What you have to do :: Return the lines below that carry the word "containing".

[[ Records shown, beginning ]]

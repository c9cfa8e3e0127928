use crate::{FeedbackStore, InMemorySessionStore, SessionStore};
use devconf_core::{DevconfError, Result};
use std::sync::Arc;

/// Which conversation backend to open at startup.
#[derive(Debug, Clone, PartialEq, Eq, Default)]
pub enum StorageConfig {
    #[default]
    InMemory,
    Database {
        url: String,
    },
}

/// The store handles the orchestrator holds for its whole lifetime. Both
/// trait objects point at the same backend.
#[derive(Clone)]
pub struct SessionBackend {
    pub sessions: Arc<dyn SessionStore>,
    pub feedback: Arc<dyn FeedbackStore>,
}

impl SessionBackend {
    pub fn in_memory() -> Self {
        let store = Arc::new(InMemorySessionStore::new());
        Self { sessions: store.clone(), feedback: store }
    }

    pub async fn open(config: &StorageConfig) -> Result<Self> {
        match config {
            StorageConfig::InMemory => {
                tracing::info!("using in-memory session storage");
                Ok(Self::in_memory())
            }
            StorageConfig::Database { url } => Self::open_database(url).await,
        }
    }

    #[cfg(feature = "database")]
    async fn open_database(url: &str) -> Result<Self> {
        let store = crate::DatabaseSessionStore::new(url).await?;
        store.migrate().await?;
        tracing::info!("using database session storage");
        let store = Arc::new(store);
        Ok(Self { sessions: store.clone(), feedback: store })
    }

    #[cfg(not(feature = "database"))]
    async fn open_database(_url: &str) -> Result<Self> {
        Err(DevconfError::Config(
            "database session storage requires the `database` feature".to_string(),
        ))
    }
}

impl StorageConfig {
    /// Resolve the backend from the `USE_DATABASE_SESSIONS` / `DATABASE_URL` pair.
    pub fn from_settings(use_database: bool, database_url: Option<&str>) -> Result<Self> {
        match (use_database, database_url.map(str::trim).filter(|u| !u.is_empty())) {
            (false, _) => Ok(StorageConfig::InMemory),
            (true, Some(url)) => Ok(StorageConfig::Database { url: url.to_string() }),
            (true, None) => Err(DevconfError::Config(
                "USE_DATABASE_SESSIONS is enabled but DATABASE_URL is not set".to_string(),
            )),
        }
    }
}
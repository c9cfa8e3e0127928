pub mod conversation;
pub mod feedback;
pub mod history;
pub mod meta;

pub use conversation::ConversationController;
pub use feedback::FeedbackController;
pub use history::HistoryController;
pub use meta::{MetaController, ServiceStatus};
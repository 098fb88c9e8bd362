//! Alignment of dated observations onto bucket dates.
//!
//! Typical use is filling a chart or report series: the bucket dates come
//! from [`starting_dates`](crate::starting_dates) or a daily sequence, the
//! observations from storage, and every bucket receives at most one value.

use std::collections::HashMap;

use chrono::NaiveDate;

use crate::error::PeriodError;

/// Places each observation at the index of its bucket date.
///
/// Buckets without an observation are `None`. Observations whose date is
/// not a bucket date are ignored.
///
/// # Errors
///
/// - [`PeriodError::EmptyDates`] if `dates` is empty.
/// - [`PeriodError::UnsortedDates`] if `dates` is not strictly ascending.
/// - [`PeriodError::DuplicateValue`] if two observations share a bucket date.
///
/// # Example
///
/// ```
/// use chrono::NaiveDate;
/// use kalends_period::align_to_dates;
///
/// let d = |day| NaiveDate::from_ymd_opt(2025, 1, day).unwrap();
/// let aligned = align_to_dates(&[d(1), d(2), d(3)], [(d(3), 30), (d(1), 10)]).unwrap();
/// assert_eq!(aligned, vec![Some(10), None, Some(30)]);
/// ```
pub fn align_to_dates<T, I>(dates: &[NaiveDate], values: I) -> Result<Vec<Option<T>>, PeriodError>
where
    I: IntoIterator<Item = (NaiveDate, T)>,
{
    if dates.is_empty() {
        return Err(PeriodError::EmptyDates);
    }
    for (i, pair) in dates.windows(2).enumerate() {
        if pair[1] <= pair[0] {
            return Err(PeriodError::UnsortedDates {
                index: i + 1,
                previous: pair[0],
                current: pair[1],
            });
        }
    }

    let index: HashMap<NaiveDate, usize> = dates
        .iter()
        .enumerate()
        .map(|(i, date)| (*date, i))
        .collect();
    let mut points: Vec<Option<T>> = std::iter::repeat_with(|| None).take(dates.len()).collect();
    for (date, value) in values {
        let Some(&slot) = index.get(&date) else {
            continue;
        };
        if points[slot].is_some() {
            return Err(PeriodError::DuplicateValue { date });
        }
        points[slot] = Some(value);
    }
    Ok(points)
}

/// Like [`align_to_dates`], filling buckets without an observation with `T::default()`.
///
/// # Errors
///
/// Same as [`align_to_dates`].
pub fn align_to_dates_or_default<T, I>(dates: &[NaiveDate], values: I) -> Result<Vec<T>, PeriodError>
where
    T: Default,
    I: IntoIterator<Item = (NaiveDate, T)>,
{
    let points = align_to_dates(dates, values)?;
    Ok(points.into_iter().map(Option::unwrap_or_default).collect())
}
//! Calendar quarter computation.

use chrono::{Datelike, NaiveDate};

use crate::error::CalendarError;

/// Returns the quarter (1..=4) containing `month`.
///
/// Months are grouped in blocks of three starting in January.
///
/// # Errors
///
/// Returns [`CalendarError::InvalidMonth`] if `month` is outside 1..=12.
///
/// # Examples
///
/// ```
/// use kalends_calendar::quarter_of;
///
/// assert_eq!(quarter_of(1).unwrap(), 1);
/// assert_eq!(quarter_of(5).unwrap(), 2);
/// assert_eq!(quarter_of(12).unwrap(), 4);
/// ```
pub fn quarter_of(month: u32) -> Result<u32, CalendarError> {
    if !(1..=12).contains(&month) {
        return Err(CalendarError::InvalidMonth { month });
    }
    Ok((month - 1) / 3 + 1)
}

/// Returns the first month (1, 4, 7 or 10) of the quarter containing `month`.
///
/// # Errors
///
/// Returns [`CalendarError::InvalidMonth`] if `month` is outside 1..=12.
pub fn quarter_start_month(month: u32) -> Result<u32, CalendarError> {
    let quarter = quarter_of(month)?;
    Ok((quarter - 1) * 3 + 1)
}

/// Returns the first day of the quarter containing `date`.
pub fn first_of_quarter(date: NaiveDate) -> NaiveDate {
    let month = (date.month() - 1) / 3 * 3 + 1;
    NaiveDate::from_ymd_opt(date.year(), month, 1).unwrap_or(date)
}
//! Month lengths and month boundaries in the proleptic Gregorian calendar.

use chrono::{Datelike, NaiveDate};

use crate::error::CalendarError;

/// Number of days in each month of a common year (index 0 unused, index 1 = January).
const DAYS_PER_MONTH: [u32; 13] = [0, 31, 28, 31, 30, 31, 30, 31, 31, 30, 31, 30, 31];

/// Returns `true` if `year` is a Gregorian leap year.
///
/// Years divisible by 4 are leap years, except centuries that are not
/// divisible by 400. Year 0 (1 BCE) is a leap year.
pub fn is_leap_year(year: i32) -> bool {
    (year % 4 == 0 && year % 100 != 0) || year % 400 == 0
}

/// Returns the number of days in `month` of `year`, accounting for leap Februaries.
///
/// # Errors
///
/// Returns [`CalendarError::InvalidMonth`] if `month` is not in 1..=12.
pub fn days_in_month(year: i32, month: u32) -> Result<u32, CalendarError> {
    if !(1..=12).contains(&month) {
        return Err(CalendarError::InvalidMonth { month });
    }
    if month == 2 && is_leap_year(year) {
        return Ok(29);
    }
    Ok(DAYS_PER_MONTH[month as usize])
}

/// Builds a date from its components.
///
/// # Errors
///
/// Returns [`CalendarError::InvalidMonth`] for a month outside 1..=12 and
/// [`CalendarError::InvalidDate`] for any other combination that is not a
/// representable Gregorian date.
pub fn ymd(year: i32, month: u32, day: u32) -> Result<NaiveDate, CalendarError> {
    if !(1..=12).contains(&month) {
        return Err(CalendarError::InvalidMonth { month });
    }
    NaiveDate::from_ymd_opt(year, month, day).ok_or(CalendarError::InvalidDate { year, month, day })
}

/// Returns the first day of the month containing `date`.
pub fn first_of_month(date: NaiveDate) -> NaiveDate {
    // Day 1 exists in every month of every representable year.
    date.with_day(1).unwrap_or(date)
}

/// Returns the last day of the month containing `date`.
pub fn last_of_month(date: NaiveDate) -> NaiveDate {
    let last = days_in_month(date.year(), date.month()).unwrap_or(28);
    date.with_day(last).unwrap_or(date)
}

[[ Records shown, end ]]

Solved problem ::
/// Returns the quarter (1..=4) containing `month`.
/// Returns the first month (1, 4, 7 or 10) of the quarter containing `month`.
/// Returns the first day of the quarter containing `date`.
/// Returns the first day of the month containing `date`.
/// Returns the last day of the month containing `date`.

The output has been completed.